Delancre parle d’une sorcière qui, de son temps, sauta du haut d’une montagne sur un rocher éloigné de deux lieues. Quel saut !… Un homme ayant bu du lait, Schenck dit qu’il vomit deux petits chiens blancs aveugles. Vers la fin du mois d’août 1682, on montrait à Charenton une fille qui vomissait des chenilles, des limaçons, des araignées et beaucoup d’autres insectes. Les docteurs de Paris étaient émerveillés. Le fait semblait constant. Ce n’était pas en secret : c’était devant des assemblées nombreuses que ces singuliers vomissements avaient lieu. Déjà on préparait de toutes parts des dissertations pour expliquer ce phénomène, lorsque le lieutenant criminel entreprit de s’immiscer dans l’affaire. Il interrogea la maléficiée, lui fit peur du fouet et du carcan, et elle avoua que depuis sept ou huit mois elle s’était accoutumée à avaler des chenilles, des araignées et des insectes ; qu’elle désirait depuis longtemps avaler des crapauds, mais qu’elle n’avait pu s’en procurer d’assez petits[2]. On a pu lire, il y a vingt ans, un fait pareil rapporté dans les journaux : une femme vomissait des grenouilles et des crapauds ; un médecin peu crédule, appelé pour vérifier le fait, pressa de questions la malade et parvint à lui faire avouer qu’elle avait eu recours à cette jonglerie pour gagner un peu d’argent[3].

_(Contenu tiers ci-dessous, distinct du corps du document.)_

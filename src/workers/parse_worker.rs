// Copyright (c) 2025 Kirky.X
//
// Licensed under the MIT License
// See LICENSE file in the project root for full license information.

use crate::domain::models::block::{Block, Platform};
use crate::domain::models::operation::OperationStatus;
use crate::domain::repositories::block_repository::BlockRepository;
use crate::domain::repositories::operation_repository::{OperationRepository, RepositoryError};
use crate::domain::repositories::template_repository::TemplateRepository;
use crate::domain::services::platform_detector::PlatformDetector;
use crate::domain::services::structural_extractor::StructuralExtractor;
use crate::domain::services::template_classifier::TemplateClassifier;
use crate::engines::traits::{RenderError, Renderer};
use crate::infrastructure::metrics::{BLOCKS_EXTRACTED, OPERATIONS_COMPLETED, OPERATIONS_FAILED};
use crate::queue::job_queue::{JobQueue, ParseJob};
use metrics::counter;
use parking_lot::Mutex;
use std::collections::HashSet;
use std::sync::Arc;
use std::time::Duration;
use thiserror::Error;
use tracing::{debug, error, info, instrument, warn};
use uuid::Uuid;

/// 流水线致命错误
///
/// 出现时操作进入 `error` 状态，后续阶段不再执行
#[derive(Error, Debug)]
pub enum PipelineError {
    /// 渲染失败或超时
    #[error("Render failed: {0}")]
    Render(#[from] RenderError),
    /// 持久化失败
    #[error("Persistence failed: {0}")]
    Persistence(#[from] RepositoryError),
}

/// 解析工作器
///
/// 从任务队列取出解析任务，依次执行渲染、平台检测、块提取与持久化
pub struct ParseWorker<O, B, T>
where
    O: OperationRepository + 'static,
    B: BlockRepository + 'static,
    T: TemplateRepository + 'static,
{
    operations: Arc<O>,
    blocks: Arc<B>,
    templates: Arc<T>,
    renderer: Arc<dyn Renderer>,
    detector: Arc<PlatformDetector>,
    extractor: Arc<StructuralExtractor>,
    classifier: TemplateClassifier,
    render_timeout: Duration,
    in_flight: Arc<Mutex<HashSet<Uuid>>>,
    worker_id: Uuid,
}

impl<O, B, T> ParseWorker<O, B, T>
where
    O: OperationRepository + 'static,
    B: BlockRepository + 'static,
    T: TemplateRepository + 'static,
{
    /// 创建新的解析工作器
    ///
    /// # 参数
    ///
    /// * `operations` - 操作仓库
    /// * `blocks` - 块仓库
    /// * `templates` - 模板仓库
    /// * `renderer` - 页面渲染器
    /// * `extractor` - 平台提取器
    /// * `render_timeout` - 单次渲染的超时时间
    pub fn new(
        operations: Arc<O>,
        blocks: Arc<B>,
        templates: Arc<T>,
        renderer: Arc<dyn Renderer>,
        extractor: Arc<StructuralExtractor>,
        render_timeout: Duration,
    ) -> Self {
        Self {
            operations,
            blocks,
            templates,
            renderer,
            detector: Arc::new(PlatformDetector::new()),
            extractor,
            classifier: TemplateClassifier::new(),
            render_timeout,
            in_flight: Arc::new(Mutex::new(HashSet::new())),
            worker_id: Uuid::new_v4(),
        }
    }

    /// 复制一个共享组件、拥有独立ID的工作器
    pub fn fork(&self) -> Self {
        Self {
            operations: self.operations.clone(),
            blocks: self.blocks.clone(),
            templates: self.templates.clone(),
            renderer: self.renderer.clone(),
            detector: self.detector.clone(),
            extractor: self.extractor.clone(),
            classifier: self.classifier,
            render_timeout: self.render_timeout,
            in_flight: self.in_flight.clone(),
            worker_id: Uuid::new_v4(),
        }
    }

    pub fn worker_id(&self) -> Uuid {
        self.worker_id
    }

    /// 所有复制出的工作器当前正在处理的操作
    pub fn in_flight(&self) -> Vec<Uuid> {
        self.in_flight.lock().iter().copied().collect()
    }

    /// 将因关闭而未完成的操作标记为错误
    pub async fn abandon(&self, operation_id: Uuid) {
        warn!(%operation_id, "Operation abandoned during shutdown");
        self.in_flight.lock().remove(&operation_id);
        self.fail(operation_id).await;
    }

    /// 运行工作器循环，队列关闭后退出
    pub async fn run<Q>(&self, queue: Arc<Q>)
    where
        Q: JobQueue + ?Sized,
    {
        info!("Parse worker {} started", self.worker_id);

        while let Some(job) = queue.dequeue().await {
            self.process(job).await;
        }

        info!("Parse worker {} stopped, queue closed", self.worker_id);
    }

    /// 处理单个解析任务
    ///
    /// # 返回值
    ///
    /// 操作的最终状态
    #[instrument(skip(self, job), fields(operation_id = %job.operation_id, url = %job.url, worker_id = %self.worker_id))]
    pub async fn process(&self, job: ParseJob) -> OperationStatus {
        info!("Processing parse job");
        self.in_flight.lock().insert(job.operation_id);

        let status = match self.execute(&job).await {
            Ok(count) => {
                match self
                    .operations
                    .update_status(job.operation_id, OperationStatus::Completed)
                    .await
                {
                    Ok(_) => {
                        counter!(OPERATIONS_COMPLETED).increment(1);
                        info!(blocks = count, "Operation completed");
                        OperationStatus::Completed
                    }
                    Err(e) => {
                        error!("Failed to mark operation completed: {}", e);
                        self.fail(job.operation_id).await
                    }
                }
            }
            Err(e) => {
                error!("Operation failed: {}", e);
                self.fail(job.operation_id).await
            }
        };

        self.in_flight.lock().remove(&job.operation_id);
        status
    }

    async fn execute(&self, job: &ParseJob) -> Result<usize, PipelineError> {
        let markup = self.render(&job.url).await?;

        let platform = self.detector.detect(&markup);
        info!(%platform, "Platform detected");

        let blocks = self.extract(platform, &markup).await;
        let count = blocks.len();

        for (position, block) in blocks.into_iter().enumerate() {
            let block = block.attach(job.operation_id, position as i32);
            self.blocks.save(&block).await?;
            counter!(BLOCKS_EXTRACTED).increment(1);
            debug!(block_type = %block.block_type, position, "Block saved");
        }

        Ok(count)
    }

    async fn render(&self, url: &str) -> Result<String, RenderError> {
        match tokio::time::timeout(self.render_timeout, self.renderer.render(url)).await {
            Ok(result) => result,
            Err(_) => Err(RenderError::Timeout(self.render_timeout)),
        }
    }

    async fn extract(&self, platform: Platform, markup: &str) -> Vec<Block> {
        if self.extractor.supports(platform) {
            let header = self
                .extractor
                .parse_header(platform, markup)
                .unwrap_or_else(|e| {
                    warn!("Header extraction failed: {}", e);
                    None
                });
            let footer = self
                .extractor
                .parse_footer(platform, markup)
                .unwrap_or_else(|e| {
                    warn!("Footer extraction failed: {}", e);
                    None
                });
            return header.into_iter().chain(footer).collect();
        }

        let templates = match self.templates.find_by_platform(Platform::Html5).await {
            Ok(templates) => templates,
            Err(e) => {
                warn!("Template lookup failed, classifying without templates: {}", e);
                Vec::new()
            }
        };

        self.classifier.classify(markup, &templates, platform)
    }

    async fn fail(&self, operation_id: Uuid) -> OperationStatus {
        counter!(OPERATIONS_FAILED).increment(1);
        if let Err(e) = self
            .operations
            .update_status(operation_id, OperationStatus::Error)
            .await
        {
            error!("Failed to mark operation as error: {}", e);
        }
        OperationStatus::Error
    }
}

#[cfg(test)]
#[path = "parse_worker_test.rs"]
mod tests;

« Il y a, dit Chevreau, des choses historiques et qui ne sont presque pas vraisemblables. Il plut du sang sous l’empereur Louis II ; de la laine sous l’empereur Jovinien ; des poissons, dont on ne put approcher pour leur puanteur, sous Othon III ; et Valère-Maxime, dans le chapitre des Prodiges, de son premier livre, a parlé d’une pluie de pierres et d’une autre de pièces sanglantes de chair, qui furent mangées par les oiseaux. Louis, fils de Ladislas, roi de Hongrie et de Bohême, pour être venu avant terme, naquit sans peau, et les médecins trouvèrent moyen de lui en faire une, Une femme, dans le Péloponnèse, comme le dit Pline, eut en quatre couches vingt enfants, cinq à la fois, dont la plupart vécurent ; et selon Trogus, une autre, en Égypte, eut sept enfants d’une même couche. Saint Augustin, dans le chapitre xxiii du livre XIV de la Cité de Dieu, dit qu’il a vu un homme qui suait quand il voulait, sans faire aucun exercice violent, et qu’il y prenait un fort grand plaisir. Le bras d’un des capitaines de Brutus sua de l’huile rosat en telle abondance, que toute la peine qu’on se donna pour l’essuyer et pour le sécher fut inutile. Démophon, maître d’hôtel d’Alexandre, s’échauffait à l’ombre et se rafraîchissait au soleil.Il s’est trouvé une Athénienne qui a vécu de ciguë jusqu’à la vieillesse ; et un certain Mahomet, roi de Cambaye, s’accoutuma si bien aux viandes empoisonnées, dans la peur qu’il eut de périr par le poison, qu’il n’en eut plus d’autres dans ses repas. Il devint si venimeux qu’une mouche qui le louchait tombait morte dans le même instant ; il tuait de son haleine ceux qui passaient une heure avec lui. Pyrrhus, roi d’Épire, comme le disent Pline et Plutarque, guérissait avec le pouce de son pied droit tous les maux de rate, et, selon d’autres, tous les ulcères qui s’étaient formés dans la bouche ; mais ce qui n’est pas moins étonnant, c’est que, le corps de Pyrrhus étant brûlé et réduit en cendre, on trouva tout entier le même pouce, qui fut porté en cérémonie dans un temple, et là enchâssé comme une relique. C’en est assez pour justifier qu’il y a des choses historiques qui ne sont presque jamais vraisemblables[4].

  1. Valère-Maxime.
  2. Dictionnaire des merveilles de la nature, article Estomac.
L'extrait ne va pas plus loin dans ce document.